Addressing journalists on the exercise, the coordinator of the UTME Blind Enugu Centre, Prof. Mosto Onuoha explained that JAMB had introduced the blind UTME programme to give people with special needs equal opportunity to achieve their dreams of going to the university or other higher institutions of learning.
Onuoha, who is a former deputy vice chancellor of the University of Nigeria Nsukka (UNN), and former president of the Nigeria Academy of Science, said: “What is important is that JAMB recognizes that people should have opportunities, especially the physically challenged.
“This is a different kind of exam because they can’t do computer-based tests (CBT).
“We read the questions for them and the options. They provide the answers. The only difference is that we extend their time for them.”
Another member of the committee and provost, Federal College of Education (Technical), Isu, Ebonyi State, Prof. Okey Okechukwu, disclosed that in order to encourage and motivate the candidates, JAMB took care of their transportation, feeding, and accommodation for three days with those of their guides, starting from Sunday when they arrived until Wednesday when they would depart for their various states.

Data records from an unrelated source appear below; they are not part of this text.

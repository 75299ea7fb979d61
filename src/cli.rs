use clap::{Args, Parser, Subcommand};
use std::path::PathBuf;

#[derive(Clone, Debug, Parser)]
#[command(name = "boxhaul", version = env!("CARGO_PKG_VERSION"), about, long_about = None, propagate_version = true)]
pub struct App {
    #[command(subcommand)]
    pub cmd: Commands,
}

#[derive(Clone, Debug, Subcommand)]
pub enum Commands {
    #[command(alias = "a", name = "add", about = "Add a box to the local collection")]
    Add(AddArgs),
}

/// The untyped environment-bag boundary: these flags are mapped onto the
/// typed `AddEnv` before the pipeline runs.
#[derive(Clone, Debug, Args)]
pub struct AddArgs {
    /// Box file, URL, metadata document or owner/name short-hand.
    /// Multiple URLs are tried left to right.
    #[arg(required = true)]
    pub url: Vec<String>,

    /// Name to record the box under (required for direct files and URLs)
    #[arg(long)]
    pub name: Option<String>,

    /// Acceptable provider, repeatable in preference order
    #[arg(long = "provider")]
    pub providers: Vec<String>,

    /// Version constraint for metadata adds, e.g. ">= 1.0, < 2.0"
    #[arg(long = "box-version")]
    pub box_version: Option<String>,

    /// Expected checksum of the box archive
    #[arg(long, requires = "checksum_type")]
    pub checksum: Option<String>,

    /// Checksum algorithm: md5, sha1, sha256, sha384 or sha512
    #[arg(long)]
    pub checksum_type: Option<String>,

    /// CPU architecture to select, or "auto" to match this machine
    #[arg(long)]
    pub architecture: Option<String>,

    /// Replace an already-installed box
    #[arg(long, short = 'f')]
    pub force: bool,

    /// Box server used to expand owner/name short-hands
    /// (defaults to $VAGRANT_SERVER_URL)
    #[arg(long)]
    pub server_url: Option<String>,

    /// Directory holding the box collection
    #[arg(long)]
    pub box_dir: Option<PathBuf>,

    /// CA certificate (PEM) to trust for TLS downloads
    #[arg(long)]
    pub ca_cert: Option<PathBuf>,

    /// Directory of CA certificates to trust for TLS downloads
    #[arg(long)]
    pub ca_path: Option<PathBuf>,

    /// Skip TLS certificate verification
    #[arg(long)]
    pub insecure: bool,

    /// Client certificate (PEM) for mutual TLS
    #[arg(long)]
    pub client_cert: Option<PathBuf>,

    /// Re-send credentials to redirect targets on other origins
    #[arg(long)]
    pub location_trusted: bool,

    /// Do not treat failed certificate-revocation checks as fatal
    #[arg(long)]
    pub disable_ssl_revoke_best_effort: bool,
}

Okechukwu used the opportunity to call on the governors of the Southeast and South-South, the local government area chairmen, and traditional rulers to create awareness among people with disabilities to enable them to access services of the JAMB.
He noted that with adequate awareness, especially among parents of disabled persons, more candidates would be motivated to sit for the JAMB examinations.
“I’m using this opportunity to appeal to the governors in the Southeast and their South-South counterparts to create awareness so that many parents will get to know this kind of arrangement JAMB has put in place to encourage and motivate them, so that we get more candidates in the future,” Okechukwu said.